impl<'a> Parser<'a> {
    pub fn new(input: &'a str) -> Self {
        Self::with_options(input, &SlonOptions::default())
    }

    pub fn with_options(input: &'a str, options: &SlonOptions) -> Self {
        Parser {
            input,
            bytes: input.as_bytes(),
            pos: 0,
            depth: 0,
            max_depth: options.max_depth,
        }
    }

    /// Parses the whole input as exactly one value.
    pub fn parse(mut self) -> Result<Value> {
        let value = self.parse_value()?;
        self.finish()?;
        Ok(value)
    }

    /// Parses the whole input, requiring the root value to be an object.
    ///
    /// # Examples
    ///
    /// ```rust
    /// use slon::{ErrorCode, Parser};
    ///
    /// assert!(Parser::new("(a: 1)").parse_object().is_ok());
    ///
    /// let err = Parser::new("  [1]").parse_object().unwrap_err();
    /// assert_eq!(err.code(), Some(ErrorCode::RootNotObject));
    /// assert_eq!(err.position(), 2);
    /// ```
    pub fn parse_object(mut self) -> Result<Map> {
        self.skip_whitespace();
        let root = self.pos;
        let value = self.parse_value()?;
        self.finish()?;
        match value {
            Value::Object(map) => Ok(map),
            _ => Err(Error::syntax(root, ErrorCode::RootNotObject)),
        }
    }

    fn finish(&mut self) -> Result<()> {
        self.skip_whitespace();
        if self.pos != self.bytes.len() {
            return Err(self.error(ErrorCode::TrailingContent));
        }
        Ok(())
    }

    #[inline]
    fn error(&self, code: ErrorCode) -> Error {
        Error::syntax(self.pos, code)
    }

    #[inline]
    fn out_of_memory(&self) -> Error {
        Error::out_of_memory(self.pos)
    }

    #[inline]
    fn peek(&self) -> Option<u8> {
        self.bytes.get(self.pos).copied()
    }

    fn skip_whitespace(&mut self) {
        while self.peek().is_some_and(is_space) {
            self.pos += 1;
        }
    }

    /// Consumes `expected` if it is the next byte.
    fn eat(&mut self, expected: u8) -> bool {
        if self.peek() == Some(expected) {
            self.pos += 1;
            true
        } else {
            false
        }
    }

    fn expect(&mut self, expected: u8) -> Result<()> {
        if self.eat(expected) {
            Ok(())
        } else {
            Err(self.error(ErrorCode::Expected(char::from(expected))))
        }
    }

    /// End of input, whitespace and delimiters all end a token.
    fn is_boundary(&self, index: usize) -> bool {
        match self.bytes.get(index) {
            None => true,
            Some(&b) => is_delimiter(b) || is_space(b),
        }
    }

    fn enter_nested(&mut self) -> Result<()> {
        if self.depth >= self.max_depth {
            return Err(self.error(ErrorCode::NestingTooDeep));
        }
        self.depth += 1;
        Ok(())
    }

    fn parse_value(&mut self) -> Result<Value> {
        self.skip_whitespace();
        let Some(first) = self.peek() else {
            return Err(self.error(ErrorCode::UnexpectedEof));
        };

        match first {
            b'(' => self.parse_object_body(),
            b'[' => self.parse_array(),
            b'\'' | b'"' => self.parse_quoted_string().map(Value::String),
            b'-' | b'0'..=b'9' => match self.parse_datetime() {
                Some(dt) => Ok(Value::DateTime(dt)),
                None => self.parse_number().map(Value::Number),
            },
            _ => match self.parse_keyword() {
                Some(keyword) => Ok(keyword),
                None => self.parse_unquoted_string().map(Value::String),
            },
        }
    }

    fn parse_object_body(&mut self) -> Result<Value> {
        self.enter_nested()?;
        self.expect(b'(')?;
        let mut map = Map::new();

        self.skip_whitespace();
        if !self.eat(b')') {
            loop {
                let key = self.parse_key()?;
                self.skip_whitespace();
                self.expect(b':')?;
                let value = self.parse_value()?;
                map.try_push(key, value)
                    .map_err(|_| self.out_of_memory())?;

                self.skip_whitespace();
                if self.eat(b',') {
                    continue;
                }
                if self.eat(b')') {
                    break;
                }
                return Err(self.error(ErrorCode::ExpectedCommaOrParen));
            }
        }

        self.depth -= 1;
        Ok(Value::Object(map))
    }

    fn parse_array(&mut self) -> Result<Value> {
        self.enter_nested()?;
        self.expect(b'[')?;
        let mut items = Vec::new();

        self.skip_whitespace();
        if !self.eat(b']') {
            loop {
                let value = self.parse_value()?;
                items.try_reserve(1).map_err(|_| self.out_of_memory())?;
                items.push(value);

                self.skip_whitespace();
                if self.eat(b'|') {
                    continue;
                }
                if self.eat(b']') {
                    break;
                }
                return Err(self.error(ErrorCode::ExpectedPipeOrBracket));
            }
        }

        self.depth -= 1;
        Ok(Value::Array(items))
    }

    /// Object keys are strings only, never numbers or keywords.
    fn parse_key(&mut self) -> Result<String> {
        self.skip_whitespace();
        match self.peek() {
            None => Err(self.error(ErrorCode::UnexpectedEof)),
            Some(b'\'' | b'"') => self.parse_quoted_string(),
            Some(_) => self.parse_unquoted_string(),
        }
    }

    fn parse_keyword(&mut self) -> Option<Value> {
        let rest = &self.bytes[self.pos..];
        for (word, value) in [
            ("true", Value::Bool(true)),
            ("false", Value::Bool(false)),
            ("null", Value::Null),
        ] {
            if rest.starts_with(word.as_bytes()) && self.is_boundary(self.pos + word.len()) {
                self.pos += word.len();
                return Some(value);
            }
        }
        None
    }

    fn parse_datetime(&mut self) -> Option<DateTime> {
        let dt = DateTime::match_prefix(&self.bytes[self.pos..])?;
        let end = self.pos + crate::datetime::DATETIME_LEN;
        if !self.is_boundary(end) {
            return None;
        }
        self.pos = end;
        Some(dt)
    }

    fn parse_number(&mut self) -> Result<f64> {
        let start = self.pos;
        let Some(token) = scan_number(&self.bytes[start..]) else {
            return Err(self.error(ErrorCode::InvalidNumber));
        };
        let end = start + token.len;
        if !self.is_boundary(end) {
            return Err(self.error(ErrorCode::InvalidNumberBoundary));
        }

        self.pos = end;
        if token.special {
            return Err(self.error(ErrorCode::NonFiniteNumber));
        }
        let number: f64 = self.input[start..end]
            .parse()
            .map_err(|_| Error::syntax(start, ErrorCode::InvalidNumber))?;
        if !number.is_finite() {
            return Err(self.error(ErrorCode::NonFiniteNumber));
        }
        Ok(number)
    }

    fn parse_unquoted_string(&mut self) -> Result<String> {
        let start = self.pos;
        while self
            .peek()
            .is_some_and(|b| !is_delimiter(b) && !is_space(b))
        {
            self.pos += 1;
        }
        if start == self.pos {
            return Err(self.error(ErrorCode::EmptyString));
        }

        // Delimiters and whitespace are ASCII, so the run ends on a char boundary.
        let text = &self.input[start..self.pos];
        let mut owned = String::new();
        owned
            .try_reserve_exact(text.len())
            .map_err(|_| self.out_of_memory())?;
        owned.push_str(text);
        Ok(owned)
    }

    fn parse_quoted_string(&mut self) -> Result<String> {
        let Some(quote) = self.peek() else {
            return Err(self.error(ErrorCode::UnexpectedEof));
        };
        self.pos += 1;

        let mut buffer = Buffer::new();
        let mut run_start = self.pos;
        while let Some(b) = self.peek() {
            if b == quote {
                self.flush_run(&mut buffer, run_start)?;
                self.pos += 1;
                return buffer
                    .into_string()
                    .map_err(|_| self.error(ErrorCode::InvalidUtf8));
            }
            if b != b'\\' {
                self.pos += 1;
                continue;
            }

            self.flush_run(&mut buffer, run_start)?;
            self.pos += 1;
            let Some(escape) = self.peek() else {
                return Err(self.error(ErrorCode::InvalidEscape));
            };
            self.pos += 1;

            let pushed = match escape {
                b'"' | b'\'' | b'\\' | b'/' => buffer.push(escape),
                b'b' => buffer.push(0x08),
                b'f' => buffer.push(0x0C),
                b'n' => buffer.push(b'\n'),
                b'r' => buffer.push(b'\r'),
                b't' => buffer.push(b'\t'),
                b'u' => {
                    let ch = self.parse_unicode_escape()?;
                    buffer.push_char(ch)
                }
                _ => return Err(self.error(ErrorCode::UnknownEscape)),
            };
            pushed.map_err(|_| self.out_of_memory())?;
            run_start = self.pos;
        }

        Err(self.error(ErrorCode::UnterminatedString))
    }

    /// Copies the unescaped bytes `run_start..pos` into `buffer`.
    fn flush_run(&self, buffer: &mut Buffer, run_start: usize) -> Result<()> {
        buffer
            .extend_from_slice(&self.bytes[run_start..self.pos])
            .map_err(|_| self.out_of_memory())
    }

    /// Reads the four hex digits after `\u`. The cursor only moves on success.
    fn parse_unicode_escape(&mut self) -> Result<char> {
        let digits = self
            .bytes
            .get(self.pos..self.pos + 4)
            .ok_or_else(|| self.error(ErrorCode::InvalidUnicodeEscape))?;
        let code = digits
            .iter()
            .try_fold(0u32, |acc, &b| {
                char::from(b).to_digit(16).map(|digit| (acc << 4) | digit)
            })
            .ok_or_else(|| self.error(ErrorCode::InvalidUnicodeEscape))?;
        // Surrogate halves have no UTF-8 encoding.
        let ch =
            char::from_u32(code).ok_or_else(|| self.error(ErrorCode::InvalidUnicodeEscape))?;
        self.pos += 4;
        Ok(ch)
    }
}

= = =

Check each line of the material above for "items" and say how many lines contain it, giving the number alone.

4